Over the weekend, North Korea attempted to launch a rocket – and it failed comically. Nonetheless, Vice President Mike Pence announced that the era of “strategic patience” is over.  Colorado’s U.S. Senator Gardner praised the move, saying that “The Vice President’s visit to the Korean Peninsula should be a stern reminder to the madman in Pyongyang that the United States will not sit idly by while he tries to hold the world hostage with his illicit arsenal of mass destruction.” Gardner was an early voice in calling the strategy an epic failure. Here’s what Gardner said about then-Secretary of State Hillary Clinton’s “strategic patience” (read: do nothing) initiative in a 2015 Wall Street Journal op-ed:

“The Obama administration’s policy toward North Korea—once described by then-Secretary of State Hillary Clinton as “strategic patience”—has been a strategic failure. We cannot stand by as the Kim regime builds its arsenal, intensifies its cyberespionage and tortures its own people.

“It is time to ratchet up the pressure. That is why I’ve introduced the North Korea Sanctions and Policy Enhancement Act. This bill would require the president to impose sanctions on people who have contributed to North Korea’s nuclear program, enabled its human rights abuses, and engaged in money laundering, counterfeiting or drug trafficking that benefits the regime.”
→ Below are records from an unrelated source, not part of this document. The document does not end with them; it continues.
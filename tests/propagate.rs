//! End-to-end propagation passes over throwaway trees.
//!
//! Library-level tests drive `load_settings -> resolve -> apply::run` the way
//! the binary does; the `binary_*` tests run the built executable.

use std::fs;
use std::path::{Path, PathBuf};
use std::process::Command;

use pretty_assertions::assert_eq;
use themesync::apply::{self, ApplyOptions, ApplyReport};
use themesync::config::{load_settings, resolve, Overrides, SettingsDefaults};
use themesync::error::{ApplyError, ConfigError};

fn tree() -> tempfile::TempDir {
    tempfile::Builder::new()
        .prefix("themesync-propagate-")
        .tempdir()
        .expect("temp tree")
}

fn write(root: &Path, relative: &str, text: &str) {
    let path = root.join(relative);
    if let Some(parent) = path.parent() {
        fs::create_dir_all(parent).expect("create parent dirs");
    }
    fs::write(path, text).expect("write fixture");
}

fn read(root: &Path, relative: &str) -> String {
    fs::read_to_string(root.join(relative)).expect("read fixture")
}

fn pass(root: &Path, overrides: &Overrides, options: ApplyOptions) -> Result<ApplyReport, ApplyError> {
    let loaded = load_settings(root, None)?;
    let settings = resolve(overrides, &loaded.stored, &SettingsDefaults::default())?;
    apply::run(root, &loaded, &settings, options)
}

#[test]
fn default_primary_lands_in_marked_css_and_second_pass_is_quiet() {
    let dir = tree();
    let root = dir.path();
    write(root, "theme.toml", "");
    write(root, "mako/style.css", "color: #000000; /* accent:primary */\n");

    let first = pass(root, &Overrides::default(), ApplyOptions::default()).unwrap();
    assert_eq!(first.updated, vec![PathBuf::from("mako/style.css")]);
    assert_eq!(
        read(root, "mako/style.css"),
        "color: #7dd6f6; /* accent:primary */\n"
    );

    let second = pass(root, &Overrides::default(), ApplyOptions::default()).unwrap();
    assert!(second.is_empty(), "unexpected updates: {:?}", second.updated);
}

#[test]
fn canonical_settings_file_carries_derived_brights() {
    let dir = tree();
    let root = dir.path();
    write(root, "theme.toml", "[accent]\nprimary = \"FF0000\"\n");

    let report = pass(root, &Overrides::default(), ApplyOptions::default()).unwrap();
    assert_eq!(report.settings_written, Some(root.join("theme.toml")));
    assert_eq!(
        read(root, "theme.toml"),
        "# Theme configuration (colors + UI)\n\
         # Managed by themesync\n\
         \n\
         [accent]\n\
         primary = \"#ff0000\"\n\
         primary_bright = \"#ff3333\"\n\
         secondary = \"#ff0000\"\n\
         secondary_bright = \"#ff3333\"\n"
    );
}

#[test]
fn missing_settings_file_fails_without_touching_the_tree() {
    let dir = tree();
    let root = dir.path();
    write(root, "a.css", "color: #000000; /* accent:primary */\n");

    let err = pass(root, &Overrides::default(), ApplyOptions::default()).unwrap_err();
    assert!(
        matches!(err, ApplyError::Config(ConfigError::MissingSettingsFile(_))),
        "unexpected error: {err}"
    );
    assert_eq!(read(root, "a.css"), "color: #000000; /* accent:primary */\n");
    assert!(!root.join("theme.toml").exists());
}

#[test]
fn invalid_override_fails_before_any_write() {
    let dir = tree();
    let root = dir.path();
    write(root, "theme.toml", "[accent]\nprimary = \"#123456\"\n");
    write(root, "a.css", "color: #000000; /* accent:primary */\n");

    let overrides = Overrides {
        secondary: Some("#12345".to_string()),
        ..Overrides::default()
    };
    let err = pass(root, &overrides, ApplyOptions::default()).unwrap_err();
    assert!(matches!(err, ApplyError::Config(ConfigError::Color(_))));
    assert_eq!(read(root, "a.css"), "color: #000000; /* accent:primary */\n");
    assert_eq!(read(root, "theme.toml"), "[accent]\nprimary = \"#123456\"\n");
}

#[test]
fn standalone_marker_binds_the_next_literal_line() {
    let dir = tree();
    let root = dir.path();
    write(root, "theme.toml", "");
    write(
        root,
        "kitty.conf",
        "# accent:secondary-rgba\n\n# still a comment\nactive_border rgba(00000000)\ninactive_border rgba(00000000)\n",
    );
    let overrides = Overrides {
        secondary: Some("#336699".to_string()),
        ..Overrides::default()
    };
    pass(root, &overrides, ApplyOptions::default()).unwrap();
    assert_eq!(
        read(root, "kitty.conf"),
        "# accent:secondary-rgba\n\n# still a comment\nactive_border rgba(336699ff)\ninactive_border rgba(00000000)\n"
    );
}

#[test]
fn skip_option_keeps_hand_written_settings() {
    let dir = tree();
    let root = dir.path();
    let settings = "# hand-tuned\n[accent]\nprimary = \"#abcdef\"\n";
    write(root, "theme.toml", settings);
    write(root, "a.conf", "fg=#000000 # accent:primary\n");

    let report = pass(
        root,
        &Overrides::default(),
        ApplyOptions {
            skip_settings_rewrite: true,
        },
    )
    .unwrap();
    assert_eq!(report.updated, vec![PathBuf::from("a.conf")]);
    assert_eq!(report.settings_written, None);
    assert_eq!(read(root, "theme.toml"), settings);
    assert_eq!(read(root, "a.conf"), "fg=#abcdef # accent:primary\n");
}

#[test]
fn floating_disabled_from_settings_strips_waybar_lines() {
    let dir = tree();
    let root = dir.path();
    write(root, "theme.toml", "[ui]\nwaybar_floating = false\n");
    write(
        root,
        "waybar.css",
        "window#waybar > box {\n    background-color: @bg;\n    \
         border-radius: 12px; /* config:waybar_floating:border-radius */\n    \
         padding: 3px 4px; /* config:waybar_floating:padding */\n    \
         margin: 4px 6px; /* config:waybar_floating:margin */\n}\n",
    );

    let report = pass(root, &Overrides::default(), ApplyOptions::default()).unwrap();
    assert_eq!(report.updated, vec![PathBuf::from("waybar.css")]);
    assert_eq!(
        read(root, "waybar.css"),
        "window#waybar > box {\n    background-color: @bg;\n}\n"
    );
    assert!(read(root, "theme.toml").contains("waybar_floating = false  # config:waybar_floating"));
}

#[test]
fn legacy_palette_file_migrates_to_theme_toml() {
    let dir = tree();
    let root = dir.path();
    write(root, "palette.toml", "[accent]\nprimary = \"#010203\"\n");

    let loaded = load_settings(root, None).unwrap();
    assert_eq!(loaded.diagnostics.deprecations.len(), 1);
    let settings = resolve(&Overrides::default(), &loaded.stored, &SettingsDefaults::default()).unwrap();
    apply::run(root, &loaded, &settings, ApplyOptions::default()).unwrap();

    assert!(read(root, "theme.toml").contains("primary = \"#010203\""));
    assert_eq!(read(root, "palette.toml"), "[accent]\nprimary = \"#010203\"\n");
}

#[test]
fn binary_reports_updates_then_nothing() {
    let dir = tree();
    let root = dir.path();
    write(root, "theme.toml", "");
    write(root, "a.css", "color: #000000; /* accent:primary */\n");

    let run = || {
        Command::new(env!("CARGO_BIN_EXE_themesync"))
            .arg("--root")
            .arg(root)
            .arg("--no-color")
            .output()
            .expect("run themesync")
    };

    let first = run();
    assert!(first.status.success());
    let stdout = String::from_utf8_lossy(&first.stdout);
    assert!(stdout.starts_with("Applied theme updates in:\n - a.css\n"), "{stdout}");
    assert!(stdout.contains("hyprctl reload"));

    let second = run();
    assert!(second.status.success());
    assert_eq!(
        String::from_utf8_lossy(&second.stdout),
        "No files required updates.\n"
    );
}

#[test]
fn binary_exits_nonzero_on_bad_colour() {
    let dir = tree();
    let root = dir.path();
    write(root, "theme.toml", "");

    let output = Command::new(env!("CARGO_BIN_EXE_themesync"))
        .arg("--root")
        .arg(root)
        .args(["--no-color", "--accent", "not-a-colour"])
        .output()
        .expect("run themesync");
    assert!(!output.status.success());
    let stderr = String::from_utf8_lossy(&output.stderr);
    assert!(stderr.contains("error:"), "{stderr}");
    assert!(stderr.contains("not-a-colour"), "{stderr}");
    assert_eq!(read(root, "theme.toml"), "");
}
In case you aren’t an expert on foreign affairs and don’t actually know what “strategic patience” is, here’s the definition from the Council on Foreign Relations: “a policy that suggested that the United States could afford to wait for North Korea to make its decision to denuclearize.” In other words, like we noted above, just do nothing. But we’re done standing idly by and this is a warning not to mess with us.  Because, you know, our rockets actually launch.